Stepping outside of the marriage is never the answer, but it does happen. I agree that he should be showing remorse for his actions, but many times when caught in the midst of an affair, there are still feelings for the other person and they don't go away immediately. If he really did plan to work on your marriage and end things with her, the flowers may have been his way of saying good-bye to her...I would be curious to see the note he put with the flowers...if he ordered online, it should be on his order.

In the end, you both have to decide how to go forward as it will likely mean some major changes so that you are all back under 1 roof.


----------



## dantanph (Feb 7, 2010)

Thank you all! 

Talked to him today and here are the things we talked about:

ME: Do you still love me
HIM: I do but not the way I used to. We shared something special and we have a son.

*WHAT DOES THAT MEAN?*

ME: Did it ever cross your mind that we can get back together?
HIM: I don't know.

*AGAIN, WHAT DOES THAT MEAN?*

ME: Between 0 -100%, what is the chance that we get back together?
HIM: 50%

ME: Please be honest with me, are you still in touch with your "gf"
HIM: Yes, we still talk to and text each other.


----------



## dantanph (Feb 7, 2010)

Singapore. I am the one in Singapore and he was left in the US.

*What do I love about my husband? *He is my first in everything and I have never been with another man and not sure how it is to be with another man. Maybe, also I am afraid I would not find another man as handsome as him at least on my eyes. His not having enough finances was never an issue to me. The only thing is that my line of work allows me earn more outside of the US.

I am sad that my marriage has ended. I never thought this would happen to me at my tender age of 30.

Thank you for your support.





AFEH said:


> Which Asian city was it? If it was Bangkok he’s probably been charmed by a prostitute. Saw a lot of that with singles guys in the 70s while working in Oman. The silly perishers would send them 1,000 dollars to “get a passport”. Money was never seen again nor was the woman. But it can happen in KL and other Asian cities. Normally the “good girls” are very conservative and ain’t that easy.
> 
> What do you love about your husband? Why on earth would you want a man like that back? He can’t even support his wife and child.
> 
> Bob


----------



## anonymus (Sep 21, 2010)

Staying apart for extended times when married is usually a recipe for disaster. After all u married to be together. By you continuing to stay away from him might have sent signals that you are not very commited to the relationship.
You may want to stick it out but it's not easy. At the moment you might be the one who has to work hard to rebuild ur relationship...and he may not even apologise for the hurt he caused u. Everything u will do at the moment will be scritinised and mostly whatever u do will be 'wrong' in his eyes.
That moment will pass but for progress to happen the affair has to end first coz nomatter what u do if it is still on (the A) he will always see u with a clouded vision.


----------



## dantanph (Feb 7, 2010)

Thanks, Anonymus!

That was exactly my point to the father of my son. I told him that if he wants to work things out between the two of us, he has to stop any form of communication with his 21 year old gf. But he did not.

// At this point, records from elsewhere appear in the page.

//! Configuration types for the agent-echo service.

use serde::{Deserialize, Serialize};
use std::path::PathBuf;

use crate::error::{EchoError, Result};

/// Top-level configuration.
#[derive(Debug, Clone, Default, Serialize, Deserialize)]
#[serde(default)]
pub struct EchoConfig {
    /// HTTP server settings.
    pub server: ServerConfig,
    /// Hosted-model generation settings.
    pub generation: GenerationConfig,
    /// Feed scheduler settings.
    pub feed: FeedConfig,
    /// Phone-number auth stub settings.
    pub auth: AuthConfig,
    /// Flat-file storage settings.
    pub storage: StorageConfig,
}

/// HTTP server configuration.
#[derive(Debug, Clone, Serialize, Deserialize)]
#[serde(default)]
pub struct ServerConfig {
    /// Host/interface to bind.
    pub host: String,
    /// Port to bind (0 = auto-assign).
    pub port: u16,
}

impl Default for ServerConfig {
    fn default() -> Self {
        Self {
            host: "127.0.0.1".to_owned(),
            port: 9090,
        }
    }
}

/// Hosted-model generation configuration.
///
/// Points at any OpenAI-compatible chat completions endpoint.
#[derive(Debug, Clone, Serialize, Deserialize)]
#[serde(default)]
pub struct GenerationConfig {
    /// Provider base URL (with or without a trailing `/v1`).
    pub api_url: String,
    /// Model identifier sent with each completion request.
    pub api_model: String,
    /// API key reference.
    pub api_key: SecretRef,
    /// Per-request timeout in seconds. Bounds worst-case cycle latency.
    pub timeout_secs: u64,
    /// Maximum tokens per generated completion.
    pub max_tokens: u32,
    /// Sampling temperature.
    pub temperature: f64,
}

impl Default for GenerationConfig {
    fn default() -> Self {
        Self {
            api_url: "https://api.openai.com".to_owned(),
            api_model: "gpt-4o-mini".to_owned(),
            api_key: SecretRef::Env {
                var: "AGENT_ECHO_API_KEY".to_owned(),
            },
            timeout_secs: 30,
            max_tokens: 256,
            temperature: 0.9,
        }
    }
}

/// Feed scheduler configuration.
#[derive(Debug, Clone, Serialize, Deserialize)]
#[serde(default)]
pub struct FeedConfig {
    /// Interval between automatic post-generation cycles, in milliseconds.
    pub post_interval_ms: u64,
    /// Minimum accepted persona prompt length in characters.
    pub prompt_min_chars: usize,
    /// Maximum accepted persona prompt length in characters.
    pub prompt_max_chars: usize,
}

impl Default for FeedConfig {
    fn default() -> Self {
        Self {
            post_interval_ms: 30_000,
            prompt_min_chars: 10,
            prompt_max_chars: 500,
        }
    }
}

/// Phone-number auth stub configuration.
#[derive(Debug, Clone, Serialize, Deserialize)]
#[serde(default)]
pub struct AuthConfig {
    /// Telegram bot token reference. The stub never calls Telegram, but an
    /// empty token is still rejected at service construction.
    pub bot_token: SecretRef,
}

impl Default for AuthConfig {
    fn default() -> Self {
        Self {
            bot_token: SecretRef::Env {
                var: "TELEGRAM_BOT_TOKEN".to_owned(),
            },
        }
    }
}

/// Flat-file storage configuration.
#[derive(Debug, Clone, Default, Serialize, Deserialize)]
#[serde(default)]
pub struct StorageConfig {
    /// Data root override. When `None`, [`crate::app_dirs::data_dir`] is used.
    pub data_dir: Option<PathBuf>,
}

impl StorageConfig {
    /// Resolve the effective data root directory.
    #[must_use]
    pub fn effective_data_dir(&self) -> PathBuf {
        self.data_dir
            .clone()
            .unwrap_or_else(crate::app_dirs::data_dir)
    }

    /// Directory for persisted user records (`{telegram_id}.json`).
    #[must_use]
    pub fn users_dir(&self) -> PathBuf {
        self.effective_data_dir().join("users")
    }

    /// Directory for persisted wallet files (`{user_id}.json`).
    #[must_use]
    pub fn wallets_dir(&self) -> PathBuf {
        self.effective_data_dir().join("wallets")
    }
}

/// Secret reference used for API keys and tokens.
#[derive(Debug, Clone, Default, PartialEq, Eq, Serialize, Deserialize)]
#[serde(tag = "type", rename_all = "snake_case")]
pub enum SecretRef {
    /// No secret.
    #[default]
    None,
    /// Inline literal value (discouraged; prefer env).
    Literal { value: String },
    /// Resolve from an environment variable.
    Env { var: String },
}

impl SecretRef {
    /// Resolve the secret to a value, if any.
    ///
    /// # Errors
    ///
    /// Returns an error when an `env` reference names a missing or empty
    /// variable.
    pub fn resolve(&self) -> Result<Option<String>> {
        match self {
            Self::None => Ok(None),
            Self::Literal { value } => Ok(Some(value.clone())),
            Self::Env { var } => {
                let value = std::env::var(var).map_err(|_| {
                    EchoError::Config(format!("secret env var is missing: {var}"))
                })?;
                if value.trim().is_empty() {
                    return Err(EchoError::Config(format!("secret env var is empty: {var}")));
                }
                Ok(Some(value))
            }
        }
    }

    /// Resolve the secret, treating "not set" as an empty string.
    pub fn resolve_or_empty(&self) -> Result<String> {
        Ok(self.resolve()?.unwrap_or_default())
    }
}

impl EchoConfig {
    /// Load configuration from a TOML file, falling back to defaults for missing fields.
    ///
    /// # Errors
    ///
    /// Returns an error if the file cannot be read or parsed.
    pub fn from_file(path: &std::path::Path) -> Result<Self> {
        let content = std::fs::read_to_string(path)?;
        toml::from_str(&content).map_err(|e| EchoError::Config(e.to_string()))
    }

    /// Save configuration to a TOML file, creating parent directories as needed.
    ///
    /// # Errors
    ///
    /// Returns an error if the file cannot be written or the config cannot be serialized.
    pub fn save_to_file(&self, path: &std::path::Path) -> Result<()> {
        if let Some(parent) = path.parent() {
            std::fs::create_dir_all(parent)?;
        }
        let content =
            toml::to_string_pretty(self).map_err(|e| EchoError::Config(e.to_string()))?;
        std::fs::write(path, content)?;
        Ok(())
    }

    /// Returns the default config file path: `{config_dir}/config.toml`.
    #[must_use]
    pub fn default_config_path() -> PathBuf {
        crate::app_dirs::config_dir().join("config.toml")
    }
}
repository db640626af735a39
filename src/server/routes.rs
//! Route handlers and wire types for the API server.

use axum::extract::{Query, State};
use axum::http::StatusCode;
use axum::response::Json;
use chrono::Utc;
use serde::{Deserialize, Serialize};
use tracing::error;

use crate::auth::{AuthenticatedUser, TelegramUser};
use crate::error::EchoError;
use crate::feed::scheduler::CycleOutcome;
use crate::feed::types::{Agent, Post};
use crate::server::AppState;

// ---------------------------------------------------------------------------
// Wire types
// ---------------------------------------------------------------------------

/// Request body for `POST /api/agents`.
#[derive(Debug, Clone, Serialize, Deserialize)]
pub struct CreateAgentRequest {
    /// Free-text persona prompt (10-500 chars).
    pub prompt: String,
}

/// Response body for `POST /api/agents`.
#[derive(Debug, Clone, Serialize, Deserialize)]
pub struct CreateAgentResponse {
    /// The created agent.
    pub agent: Agent,
    /// The agent's initial post.
    pub post: Post,
}

/// Response body for `POST /api/feed/generate`.
#[derive(Debug, Clone, Serialize, Deserialize)]
pub struct GenerateResponse {
    /// Whether a cycle actually ran (false when suppressed).
    pub triggered: bool,
    /// Posts merged into the feed by this cycle.
    pub posts_added: usize,
    /// Per-agent failures, when a cycle ran.
    #[serde(default)]
    pub failures: Vec<GenerateFailure>,
}

/// One failed generation within a manual cycle.
#[derive(Debug, Clone, Serialize, Deserialize)]
pub struct GenerateFailure {
    /// Affected agent.
    pub agent_id: String,
    /// Failure description.
    pub error: String,
}

/// Request body for `POST /api/auth/telegram`.
#[derive(Debug, Clone, Serialize, Deserialize)]
pub struct TelegramAuthRequest {
    /// Phone number as entered by the user.
    pub phone_number: String,
}

/// Response body for `POST /api/auth/telegram`.
///
/// The wallet's private key is never included.
#[derive(Debug, Clone, Serialize, Deserialize)]
pub struct TelegramAuthResponse {
    /// Always true on success.
    pub success: bool,
    /// Fabricated session token.
    pub session: String,
    /// Public wallet fields only.
    pub wallet: WalletPublic,
}

/// Public subset of a wallet.
#[derive(Debug, Clone, Serialize, Deserialize)]
pub struct WalletPublic {
    /// Hex-encoded public key.
    pub public_key: String,
}

/// Query parameters for the storage routes.
#[derive(Debug, Clone, Deserialize)]
pub struct StorageQuery {
    /// Telegram user ID. Optional on GET (list all), required on DELETE.
    pub id: Option<String>,
}

/// Generic success body.
#[derive(Debug, Clone, Serialize, Deserialize)]
pub struct SuccessResponse {
    /// Always true.
    pub success: bool,
}

/// JSON error response body.
#[derive(Debug, Clone, Serialize, Deserialize)]
pub struct ErrorResponse {
    /// The error details.
    pub error: ErrorBody,
}

/// Error details within an [`ErrorResponse`].
#[derive(Debug, Clone, Serialize, Deserialize)]
pub struct ErrorBody {
    /// Human-readable error message.
    pub message: String,
    /// Error type (e.g. `"invalid_request_error"`, `"server_error"`).
    #[serde(rename = "type")]
    pub error_type: String,
}

type ApiError = (StatusCode, Json<ErrorResponse>);

fn error_response(status: StatusCode, message: impl Into<String>) -> ApiError {
    let error_type = if status.is_client_error() {
        "invalid_request_error"
    } else {
        "server_error"
    };
    (
        status,
        Json(ErrorResponse {
            error: ErrorBody {
                message: message.into(),
                error_type: error_type.to_owned(),
            },
        }),
    )
}

/// Map a crate error to an HTTP status.
fn status_for(err: &EchoError) -> StatusCode {
    match err {
        EchoError::Validation(_) => StatusCode::BAD_REQUEST,
        EchoError::Generation(_) => StatusCode::BAD_GATEWAY,
        EchoError::Auth(_) => StatusCode::BAD_REQUEST,
        _ => StatusCode::INTERNAL_SERVER_ERROR,
    }
}

// ---------------------------------------------------------------------------
// Agent + feed handlers
// ---------------------------------------------------------------------------

/// `POST /api/agents` — create an agent and its initial post.
pub async fn handle_create_agent(
    State(state): State<AppState>,
    Json(request): Json<CreateAgentRequest>,
) -> Result<(StatusCode, Json<CreateAgentResponse>), ApiError> {
    match state.creator.create_agent(&request.prompt).await {
        Ok((agent, post)) => Ok((StatusCode::CREATED, Json(CreateAgentResponse { agent, post }))),
        Err(e) => {
            error!("agent creation failed: {e}");
            Err(error_response(status_for(&e), e.to_string()))
        }
    }
}

/// `GET /api/agents` — list registered agents in creation order.
pub async fn handle_list_agents(State(state): State<AppState>) -> Json<Vec<Agent>> {
    Json(state.registry.read().await.snapshot())
}

/// `GET /api/feed` — feed contents, newest first.
pub async fn handle_feed(State(state): State<AppState>) -> Json<Vec<Post>> {
    Json(state.feed.read().await.posts().to_vec())
}

/// `POST /api/feed/generate` — manual post-generation trigger.
///
/// Shares the scheduler's overlap guard: a trigger arriving while a cycle
/// is in flight (or with no agents registered) reports `triggered: false`.
pub async fn handle_generate_now(State(state): State<AppState>) -> Json<GenerateResponse> {
    let outcome = state.scheduler.run_cycle().await;
    let response = match outcome {
        CycleOutcome::Skipped(_) => GenerateResponse {
            triggered: false,
            posts_added: 0,
            failures: Vec::new(),
        },
        CycleOutcome::Completed {
            posts_added,
            failures,
        } => GenerateResponse {
            triggered: true,
            posts_added,
            failures: failures
                .into_iter()
                .map(|f| GenerateFailure {
                    agent_id: f.agent_id,
                    error: f.error,
                })
                .collect(),
        },
    };
    Json(response)
}

// ---------------------------------------------------------------------------
// Auth + storage handlers
// ---------------------------------------------------------------------------

/// `POST /api/auth/telegram` — stubbed phone-number auth.
///
/// Fabricates a session token and a placeholder wallet, persists the user
/// record and the wallet file, and responds without the private key.
pub async fn handle_telegram_auth(
    State(state): State<AppState>,
    Json(request): Json<TelegramAuthRequest>,
) -> Result<Json<TelegramAuthResponse>, ApiError> {
    let auth = state.auth.as_ref().ok_or_else(|| {
        error_response(
            StatusCode::SERVICE_UNAVAILABLE,
            "authentication is not configured",
        )
    })?;

    let session = auth
        .start_auth(&request.phone_number)
        .map_err(|e| error_response(status_for(&e), e.to_string()))?;

    let wallet = state.wallets.create_wallet();

    // Stub ID; a real flow would take this from Telegram verification.
    let telegram_id = Utc::now().timestamp_millis();

    let user = AuthenticatedUser {
        telegram: TelegramUser {
            id: telegram_id,
            phone_number: request.phone_number,
            username: None,
            first_name: None,
            last_name: None,
        },
        wallet: wallet.clone(),
        session_token: session.clone(),
        updated_at: None,
    };

    state
        .wallets
        .save_wallet_to_file(&wallet, telegram_id)
        .and_then(|()| state.users.save(&user))
        .map_err(|e| {
            error!("authentication persistence failed: {e}");
            error_response(StatusCode::INTERNAL_SERVER_ERROR, "Authentication failed")
        })?;

    Ok(Json(TelegramAuthResponse {
        success: true,
        session,
        wallet: WalletPublic {
            public_key: wallet.public_key,
        },
    }))
}

/// `GET /api/storage[?id=]` — one user record, or all of them.
pub async fn handle_storage_get(
    State(state): State<AppState>,
    Query(query): Query<StorageQuery>,
) -> Result<Json<serde_json::Value>, ApiError> {
    let Some(id) = query.id else {
        let users = state
            .users
            .list()
            .map_err(|e| error_response(StatusCode::INTERNAL_SERVER_ERROR, e.to_string()))?;
        let json = serde_json::to_value(users)
            .map_err(|e| error_response(StatusCode::INTERNAL_SERVER_ERROR, e.to_string()))?;
        return Ok(Json(json));
    };

    let id = parse_user_id(&id)?;
    let user = state
        .users
        .get(id)
        .map_err(|e| error_response(StatusCode::INTERNAL_SERVER_ERROR, e.to_string()))?
        .ok_or_else(|| error_response(StatusCode::NOT_FOUND, format!("no user with id {id}")))?;

    let json = serde_json::to_value(user)
        .map_err(|e| error_response(StatusCode::INTERNAL_SERVER_ERROR, e.to_string()))?;
    Ok(Json(json))
}

/// `POST /api/storage` — upsert a user record.
pub async fn handle_storage_save(
    State(state): State<AppState>,
    Json(user): Json<AuthenticatedUser>,
) -> Result<Json<SuccessResponse>, ApiError> {
    state.users.save(&user).map_err(|e| {
        error!("user save failed: {e}");
        error_response(StatusCode::INTERNAL_SERVER_ERROR, "Failed to store user data")
    })?;
    Ok(Json(SuccessResponse { success: true }))
}

/// `DELETE /api/storage?id=` — delete a user record.
pub async fn handle_storage_delete(
    State(state): State<AppState>,
    Query(query): Query<StorageQuery>,
) -> Result<Json<SuccessResponse>, ApiError> {
    let id = query
        .id
        .ok_or_else(|| error_response(StatusCode::BAD_REQUEST, "User ID is required"))?;
    let id = parse_user_id(&id)?;

    let removed = state
        .users
        .delete(id)
        .map_err(|e| error_response(StatusCode::INTERNAL_SERVER_ERROR, e.to_string()))?;
    if !removed {
        return Err(error_response(
            StatusCode::NOT_FOUND,
            format!("no user with id {id}"),
        ));
    }
    Ok(Json(SuccessResponse { success: true }))
}

fn parse_user_id(raw: &str) -> Result<i64, ApiError> {
    raw.parse::<i64>().map_err(|_| {
        error_response(
            StatusCode::BAD_REQUEST,
            format!("invalid user id: {raw:?}"),
        )
    })
}
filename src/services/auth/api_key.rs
//! `Authorization: ApiKey <token>` credential extraction.
//!
//! This module is core-only: it knows nothing about middleware, responses or
//! logging. Callers decide how each error surfaces to the client.

use axum::http::{HeaderMap, header};
use thiserror::Error;

/// Scheme token expected as the first word of the `Authorization` value.
pub const API_KEY_SCHEME: &str = "ApiKey";

#[derive(Debug, Clone, Copy, PartialEq, Eq, Error)]
pub enum ApiKeyError {
    #[error("no authorization header included")]
    NoAuthHeaderIncluded,
    #[error("malformed authorization header")]
    MalformedAuthHeader,
}

/// Extract the API key from `Authorization: ApiKey <token>`.
///
/// - Missing header or empty value: `NoAuthHeaderIncluded`.
/// - Anything other than exactly the `ApiKey` scheme plus one token:
///   `MalformedAuthHeader`. The scheme is matched case-sensitively.
///
/// Only the first `Authorization` entry is looked at.
pub fn get_api_key(headers: &HeaderMap) -> Result<&str, ApiKeyError> {
    let value = match headers.get(header::AUTHORIZATION) {
        Some(v) if !v.is_empty() => v,
        _ => return Err(ApiKeyError::NoAuthHeaderIncluded),
    };

    // Opaque (non visible-ASCII) bytes can never spell `ApiKey <token>`.
    let value = value
        .to_str()
        .map_err(|_| ApiKeyError::MalformedAuthHeader)?;

    let mut parts = value.split_whitespace();
    match (parts.next(), parts.next(), parts.next()) {
        (Some(API_KEY_SCHEME), Some(token), None) => Ok(token),
        _ => Err(ApiKeyError::MalformedAuthHeader),
    }
}

#[cfg(test)]
mod tests {
    use axum::http::HeaderValue;

    use super::*;

    fn headers_with(value: &'static str) -> HeaderMap {
        let mut headers = HeaderMap::new();
        headers.insert(header::AUTHORIZATION, HeaderValue::from_static(value));
        headers
    }

    #[test]
    fn no_authorization_header() {
        let headers = HeaderMap::new();
        assert_eq!(
            get_api_key(&headers),
            Err(ApiKeyError::NoAuthHeaderIncluded)
        );
    }

    #[test]
    fn empty_authorization_header_counts_as_missing() {
        let headers = headers_with("");
        assert_eq!(
            get_api_key(&headers),
            Err(ApiKeyError::NoAuthHeaderIncluded)
        );
    }

    #[test]
    fn wrong_scheme_is_malformed() {
        let headers = headers_with("Bearer some-api-key");
        assert_eq!(
            get_api_key(&headers),
            Err(ApiKeyError::MalformedAuthHeader)
        );
    }

    #[test]
    fn scheme_without_token_is_malformed() {
        let headers = headers_with("ApiKey");
        assert_eq!(
            get_api_key(&headers),
            Err(ApiKeyError::MalformedAuthHeader)
        );
    }

    #[test]
    fn valid_header_returns_token() {
        let headers = headers_with("ApiKey my-secret-key");
        assert_eq!(get_api_key(&headers), Ok("my-secret-key"));
    }

    #[test]
    fn scheme_is_case_sensitive() {
        for value in ["apikey my-secret-key", "APIKEY my-secret-key", "Apikey k"] {
            let mut headers = HeaderMap::new();
            headers.insert(header::AUTHORIZATION, HeaderValue::from_static(value));
            assert_eq!(
                get_api_key(&headers),
                Err(ApiKeyError::MalformedAuthHeader),
                "{value}"
            );
        }
    }

    #[test]
    fn extra_tokens_are_malformed() {
        let headers = headers_with("ApiKey my-secret-key trailing");
        assert_eq!(
            get_api_key(&headers),
            Err(ApiKeyError::MalformedAuthHeader)
        );
    }

    #[test]
    fn scheme_only_with_whitespace_is_malformed() {
        let headers = headers_with("ApiKey   ");
        assert_eq!(
            get_api_key(&headers),
            Err(ApiKeyError::MalformedAuthHeader)
        );
    }

    #[test]
    fn whitespace_only_value_is_malformed() {
        let headers = headers_with("   ");
        assert_eq!(
            get_api_key(&headers),
            Err(ApiKeyError::MalformedAuthHeader)
        );
    }

    #[test]
    fn tokens_split_on_any_whitespace() {
        let headers = headers_with("ApiKey \t my-secret-key");
        assert_eq!(get_api_key(&headers), Ok("my-secret-key"));
    }

    #[test]
    fn opaque_bytes_are_malformed() {
        let mut headers = HeaderMap::new();
        headers.insert(
            header::AUTHORIZATION,
            HeaderValue::from_bytes(b"ApiKey \xffkey").unwrap(),
        );
        assert_eq!(
            get_api_key(&headers),
            Err(ApiKeyError::MalformedAuthHeader)
        );
    }

    #[test]
    fn first_authorization_entry_wins() {
        let mut headers = HeaderMap::new();
        headers.append(header::AUTHORIZATION, HeaderValue::from_static("ApiKey first"));
        headers.append(header::AUTHORIZATION, HeaderValue::from_static("ApiKey second"));
        assert_eq!(get_api_key(&headers), Ok("first"));
    }

    #[test]
    fn repeated_calls_agree() {
        let ok = headers_with("ApiKey my-secret-key");
        let bad = headers_with("Bearer some-api-key");
        assert_eq!(get_api_key(&ok), get_api_key(&ok));
        assert_eq!(get_api_key(&bad), get_api_key(&bad));
    }

    #[test]
    fn error_messages() {
        assert_eq!(
            ApiKeyError::NoAuthHeaderIncluded.to_string(),
            "no authorization header included"
        );
        assert_eq!(
            ApiKeyError::MalformedAuthHeader.to_string(),
            "malformed authorization header"
        );
    }
}
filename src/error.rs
/*
 * Responsibility
 * - Shared ApiError definition for the app
 * - IntoResponse impl (HTTP status / JSON error body)
 * - Uniform conversion of auth errors
 */
use axum::{
    Json,
    http::{HeaderValue, StatusCode, header},
    response::{IntoResponse, Response},
};
use serde::Serialize;
use thiserror::Error;

use crate::services::auth::{API_KEY_SCHEME, ApiKeyError};

#[derive(Debug, Serialize)]
pub struct ErrorResponse {
    pub error: ErrorBody,
}

#[derive(Debug, Serialize)]
pub struct ErrorBody {
    pub code: &'static str,
    pub message: String,
}

#[derive(Debug, Error)]
pub enum AppError {
    #[error("{0}")]
    BadRequest(String),
    #[error("unauthorized")]
    Unauthorized,
    #[error("internal server error")]
    Internal,
}

impl IntoResponse for AppError {
    fn into_response(self) -> Response {
        let (status, code) = match &self {
            AppError::BadRequest(_) => (StatusCode::BAD_REQUEST, "BAD_REQUEST"),
            AppError::Unauthorized => (StatusCode::UNAUTHORIZED, "UNAUTHORIZED"),
            AppError::Internal => (StatusCode::INTERNAL_SERVER_ERROR, "INTERNAL"),
        };

        let body = ErrorResponse {
            error: ErrorBody {
                code,
                message: self.to_string(),
            },
        };

        let mut response = (status, Json(body)).into_response();
        if status == StatusCode::UNAUTHORIZED {
            // Tell the client which scheme we expect (RFC 9110 challenge).
            response.headers_mut().insert(
                header::WWW_AUTHENTICATE,
                HeaderValue::from_static(API_KEY_SCHEME),
            );
        }
        response
    }
}

impl From<ApiKeyError> for AppError {
    fn from(e: ApiKeyError) -> Self {
        match e {
            ApiKeyError::NoAuthHeaderIncluded => AppError::Unauthorized,
            ApiKeyError::MalformedAuthHeader => AppError::BadRequest(e.to_string()),
        }
    }
}
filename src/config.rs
/*
 * Responsibility
 * - Load settings from environment variables (PORT, APP_ENV, HTTP limits)
 * - Validate values (fail startup on anything set but unparseable)
 */
use std::net::SocketAddr;
use std::str::FromStr;
use std::time::Duration;

use thiserror::Error;

const DEFAULT_PORT: u16 = 8080;
const DEFAULT_REQUEST_TIMEOUT_SECONDS: u64 = 30;
const DEFAULT_BODY_LIMIT_BYTES: usize = 1024 * 1024;

#[derive(Debug, Clone, Copy, PartialEq, Eq)]
pub enum AppEnv {
    Development,
    Production,
}

impl AppEnv {
    fn parse(raw: Option<&str>) -> Self {
        match raw
            .unwrap_or("development")
            .to_ascii_lowercase()
            .as_str()
        {
            "production" | "prod" => Self::Production,
            _ => Self::Development,
        }
    }

    pub fn is_production(&self) -> bool {
        matches!(self, Self::Production)
    }
}

#[derive(Debug, Error)]
pub enum ConfigError {
    #[error("invalid configuration: {0}")]
    Invalid(&'static str),
}

#[derive(Clone, Debug)]
pub struct Config {
    pub addr: SocketAddr,
    pub app_env: AppEnv,
    pub request_timeout: Duration,
    pub body_limit_bytes: usize,
}

impl Default for Config {
    fn default() -> Self {
        Self {
            addr: SocketAddr::from(([0, 0, 0, 0], DEFAULT_PORT)),
            app_env: AppEnv::Development,
            request_timeout: Duration::from_secs(DEFAULT_REQUEST_TIMEOUT_SECONDS),
            body_limit_bytes: DEFAULT_BODY_LIMIT_BYTES,
        }
    }
}

impl Config {
    pub fn from_env() -> Result<Self, ConfigError> {
        dotenvy::dotenv().ok();
        Self::from_lookup(|key| std::env::var(key).ok())
    }

    /// Build a config from an arbitrary key lookup (process env in production,
    /// a map in tests).
    pub fn from_lookup<F>(lookup: F) -> Result<Self, ConfigError>
    where
        F: Fn(&str) -> Option<String>,
    {
        let port: u16 = parse_or("PORT", lookup("PORT"), DEFAULT_PORT)?;
        let addr = SocketAddr::from(([0, 0, 0, 0], port));

        let app_env = AppEnv::parse(lookup("APP_ENV").as_deref());

        let timeout_seconds: u64 = parse_or(
            "REQUEST_TIMEOUT_SECONDS",
            lookup("REQUEST_TIMEOUT_SECONDS"),
            DEFAULT_REQUEST_TIMEOUT_SECONDS,
        )?;
        if timeout_seconds == 0 {
            return Err(ConfigError::Invalid("REQUEST_TIMEOUT_SECONDS"));
        }

        let body_limit_bytes: usize = parse_or(
            "BODY_LIMIT_BYTES",
            lookup("BODY_LIMIT_BYTES"),
            DEFAULT_BODY_LIMIT_BYTES,
        )?;

        Ok(Self {
            addr,
            app_env,
            request_timeout: Duration::from_secs(timeout_seconds),
            body_limit_bytes,
        })
    }
}

fn parse_or<T: FromStr>(
    key: &'static str,
    raw: Option<String>,
    default: T,
) -> Result<T, ConfigError> {
    match raw {
        None => Ok(default),
        Some(s) => s.trim().parse().map_err(|_| ConfigError::Invalid(key)),
    }
}
/*
 * Responsibility
 * - GET /api/v1/whoami
 * - Echo which credential the request presented, as a fingerprint only
 */
use axum::Json;
use serde::Serialize;

use crate::api::v1::extractors::ApiKeyCtxExtractor;
use crate::services::auth::API_KEY_SCHEME;

#[derive(Debug, Serialize)]
pub struct WhoamiResponse {
    pub scheme: &'static str,
    pub fingerprint: String,
}

pub async fn whoami(ApiKeyCtxExtractor(ctx): ApiKeyCtxExtractor) -> Json<WhoamiResponse> {
    Json(WhoamiResponse {
        scheme: API_KEY_SCHEME,
        fingerprint: ctx.fingerprint,
    })
}
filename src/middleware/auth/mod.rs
pub mod api_key;
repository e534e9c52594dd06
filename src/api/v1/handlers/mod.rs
pub mod health;
pub mod whoami;
//! `Authorization: ApiKey <token>` extraction and the small axum service around it.

pub mod api;
pub mod app;
pub mod config;
pub mod error;
pub mod middleware;
pub mod services;
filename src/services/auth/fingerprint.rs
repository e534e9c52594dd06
/*
 * Responsibility
 * - API key -> stable fingerprint: base64url(SHA-256(key)), no padding
 * - Used for log correlation; the raw key never goes to logs or responses
 */
use base64::{Engine, engine::general_purpose::URL_SAFE_NO_PAD};
use sha2::{Digest, Sha256};

pub fn key_fingerprint(key: &str) -> String {
    URL_SAFE_NO_PAD.encode(Sha256::digest(key.as_bytes()))
}
/*
 * Responsibility
 * - The "authenticated context" type handlers see
 * - Middleware extracts the key and stores it in request extensions; handlers only receive this type
 *
 * Notes
 * - Parsing of the Authorization header lives in services::auth
 * - The key is not checked against any store here
 */
use crate::services::auth::key_fingerprint;

/// Context attached to a request that presented `Authorization: ApiKey <token>`.
///
/// Only the fingerprint (base64url(SHA-256(key))) is kept; the raw key is
/// dropped once the middleware has hashed it.
#[derive(Debug, Clone, PartialEq, Eq)]
pub struct ApiKeyCtx {
    pub fingerprint: String,
}

impl ApiKeyCtx {
    pub fn new(key: &str) -> Self {
        Self {
            fingerprint: key_fingerprint(key),
        }
    }
}
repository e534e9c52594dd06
/*
 * Responsibility
 * - GET /health (liveness; not behind the api key middleware)
 */
use axum::{Json, http::StatusCode, response::IntoResponse};
use serde_json::json;

pub async fn health() -> impl IntoResponse {
    (StatusCode::OK, Json(json!({"status": "ok"})))
}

For instance, when I told him that if ever they get married, I don't want her to be around my son. I just don't like her because I feel she does not have any family values. She knows that he is married when they met and he has a son. How could you break a little boy's heart by stealing his father from his mother.

Then, my husband exploded and shouted at me telling me that I am the one with no family values because I left. But I left for good reasons. If he can only support the family, I would have not left. But he can't. 

Now, that things are not good between the two of us. I demanded that he give our son child support. He said he is not even sure if he can provide now given his finances. What am I to do. But then he has money to buy his gf gifts.

I am so sorry. IT JUST HURTS!


----------



## Tanelornpete (Feb 2, 2010)

First, a question: Where does this other woman live? Is she physically near him?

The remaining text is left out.